E. Desjardins, G. Barker and J. Madrenas (In Barker et al. eds., Entangled Life: Organism and Environment in the Biological and Social Sciences, Springer, 167-183), 2014

More Information at SpringerLink

Abstract: Several review articles in immunology indicate that while we have an increasing body of knowledge about the immunology of the mouse, this is translating very poorly into clinical outcomes for humans. This raises several issues for the scientific community, including some related to the apparent inadequacy of the mouse as a model for understanding and predicting human immunity. This paper has two purposes. First, we offer an explanation for why the typical approach to animal model research will most likely fail to produce satisfying clinical outcomes for human immunology. The standard approach to this problem focuses on the lack of similarity between the genes and molecular pathways of model and target systems. Our analysis focuses instead on differences in the ways in which model and target organisms interact with and adapt to their respective environments. We argue that in order to find a proper model organism for studying human immunity we need to think outside the mouse.
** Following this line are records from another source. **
//! Per-turn agent lifecycle updates.
//!
//! Each function handles the agents in one lifecycle state and is called by
//! the turn engine in a fixed order. Agents are never removed from the
//! roster; terminated agents are skipped.
//!
//! # Recovery schedule
//!
//! ```text
//! total_turns = ceil((lost / max_hp × 100) / recovery_pct)
//! hit_points  = max_hp - floor(lost × remaining / total_turns)
//! ```
//!
//! `remaining` counts down from `total_turns`, so hit points climb linearly
//! and reach `max_hp` exactly on the last recovery turn.

use serde::{Deserialize, Serialize};

use crate::components::{Agent, AgentState, Assignment};
use crate::config::Rules;
use crate::error::{GameError, Result};
use crate::math::Fixed;
use crate::skill::effective_skill;

/// Recovery turns needed to heal `lost` hit points out of `max_hit_points`.
pub fn recovery_turns_for(lost: Fixed, max_hit_points: Fixed, recovery_pct: Fixed) -> Result<u32> {
    if !max_hit_points.is_positive() || !recovery_pct.is_positive() {
        return Err(GameError::DivisionByZero(format!(
            "recovery of {lost} over {max_hit_points} at {recovery_pct}%"
        )));
    }
    let numerator = i128::from(lost.non_negative().raw()) * 100 * i128::from(Fixed::SCALE);
    let denominator = i128::from(max_hit_points.raw()) * i128::from(recovery_pct.raw());
    let turns = (numerator + denominator - 1) / denominator;
    Ok(turns as u32)
}

/// Hit points an agent should have with `remaining` of `total` recovery turns left.
pub fn scheduled_hit_points(
    max_hit_points: Fixed,
    lost: Fixed,
    remaining: u32,
    total: u32,
) -> Result<Fixed> {
    if remaining == 0 {
        return Ok(max_hit_points);
    }
    let outstanding = lost.mul_ratio(i64::from(remaining), i64::from(total))?;
    Ok(max_hit_points - outstanding)
}

/// Send a damaged survivor into recovery.
pub fn start_recovery(agent: &mut Agent, recovery_pct: Fixed) -> Result<()> {
    let lost = agent.actor.damage_taken();
    let turns = recovery_turns_for(lost, agent.actor.max_hit_points, recovery_pct)?;
    agent.hit_points_lost_before_recovery = lost;
    agent.recovery_turns = turns;
    agent.reassign(AgentState::Recovering, Assignment::Recovery);
    Ok(())
}

/// Money and intel produced by working agents in one turn.
#[derive(Debug, Clone, Copy, Default, PartialEq, Eq, Hash, Serialize, Deserialize)]
pub struct WorkYield {
    /// Money from contracting.
    pub money: i64,
    /// Intel from espionage.
    pub intel: i64,
}

/// `floor(effective_skill / 100 × per_hundred)` in whole units.
#[must_use]
pub fn skill_scaled_yield(skill: Fixed, per_hundred: i64) -> i64 {
    let raw = i128::from(skill.non_negative().raw()) * i128::from(per_hundred);
    (raw / (100 * i128::from(Fixed::SCALE))) as i64
}

/// Upkeep owed for every non-terminated agent.
#[must_use]
pub fn upkeep_cost(agents: &[Agent], upkeep_per_agent: i64) -> i64 {
    agents.iter().filter(|a| a.is_active()).count() as i64 * upkeep_per_agent
}

fn reduce_exhaustion(agent: &mut Agent, amount: Fixed) {
    agent.actor.exhaustion = (agent.actor.exhaustion - amount).non_negative();
}

/// Available agents rest.
pub fn update_available(agents: &mut [Agent], exhaustion_recovery: Fixed) {
    for agent in agents.iter_mut().filter(|a| a.state == AgentState::Available) {
        reduce_exhaustion(agent, exhaustion_recovery);
    }
}

/// Recovering agents rest and heal one step along their schedule.
///
/// Returns the number of agents that finished recovery this turn.
pub fn update_recovering(
    agents: &mut [Agent],
    exhaustion_recovery: Fixed,
    recovery_pct: Fixed,
) -> Result<usize> {
    let mut recovered = 0;
    for agent in agents.iter_mut().filter(|a| a.state == AgentState::Recovering) {
        let lost = agent.hit_points_lost_before_recovery;
        let max = agent.actor.max_hit_points;
        let total = recovery_turns_for(lost, max, recovery_pct)?;

        reduce_exhaustion(agent, exhaustion_recovery);
        agent.recovery_turns = agent.recovery_turns.saturating_sub(1);
        agent.actor.hit_points = scheduled_hit_points(max, lost, agent.recovery_turns, total)?;

        if agent.recovery_turns == 0 {
            agent.actor.hit_points = max;
            agent.hit_points_lost_before_recovery = Fixed::ZERO;
            agent.reassign(AgentState::Available, Assignment::Standby);
            recovered += 1;
            tracing::debug!(agent = %agent.id, "Agent recovered");
        }
    }
    Ok(recovered)
}

/// Contracting, espionage and training agents do their work.
pub fn update_working(agents: &mut [Agent], rules: &Rules, training_skill_gain: Fixed) -> WorkYield {
    let mut produced = WorkYield::default();
    for agent in agents.iter_mut() {
        match (agent.state, agent.assignment) {
            (AgentState::OnAssignment, Assignment::Contracting) => {
                produced.money +=
                    skill_scaled_yield(effective_skill(&agent.actor), rules.contracting_income);
                agent.actor.exhaustion += rules.contracting_exhaustion;
            }
            (AgentState::OnAssignment, Assignment::Espionage) => {
                produced.intel +=
                    skill_scaled_yield(effective_skill(&agent.actor), rules.espionage_intel);
                agent.actor.exhaustion += rules.espionage_exhaustion;
            }
            (AgentState::InTraining, Assignment::Training) => {
                agent.actor.skill += training_skill_gain;
                agent.skill_from_training += training_skill_gain;
                agent.actor.exhaustion += rules.training_exhaustion;
            }
            _ => {}
        }
    }
    produced
}

/// State an agent in transit arrives in, given its assignment.
#[must_use]
pub const fn arrival_state(assignment: Assignment) -> AgentState {
    match assignment {
        Assignment::Standby => AgentState::Available,
        Assignment::Recovery => AgentState::Recovering,
        Assignment::Contracting | Assignment::Espionage | Assignment::LeadInvestigation(_) => {
            AgentState::OnAssignment
        }
        Assignment::Training => AgentState::InTraining,
        Assignment::MissionSite(_) => AgentState::OnMission,
        Assignment::Sacked | Assignment::Kia => AgentState::Terminated,
    }
}

/// Agents in transit reach their destination.
pub fn update_in_transit(agents: &mut [Agent]) {
    for agent in agents.iter_mut().filter(|a| a.state == AgentState::InTransit) {
        agent.state = arrival_state(agent.assignment);
    }
}

/// Release agents back to headquarters.
pub fn send_home<'a>(agents: impl IntoIterator<Item = &'a mut Agent>) {
    for agent in agents {
        agent.reassign(AgentState::InTransit, Assignment::Standby);
    }
}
Second, we advocate abandoning purely reductionist, gene-centered research, giving greater importance to observational studies of humans, and using new emerging technologies for information-processing for in vivo observation.

This paper was the result of one of the important early collaborations between philosophers and scientists that helped demonstrate the feasibility and value of the new kind of philosophical work being pursued at the Rotman Institute of Philosophy.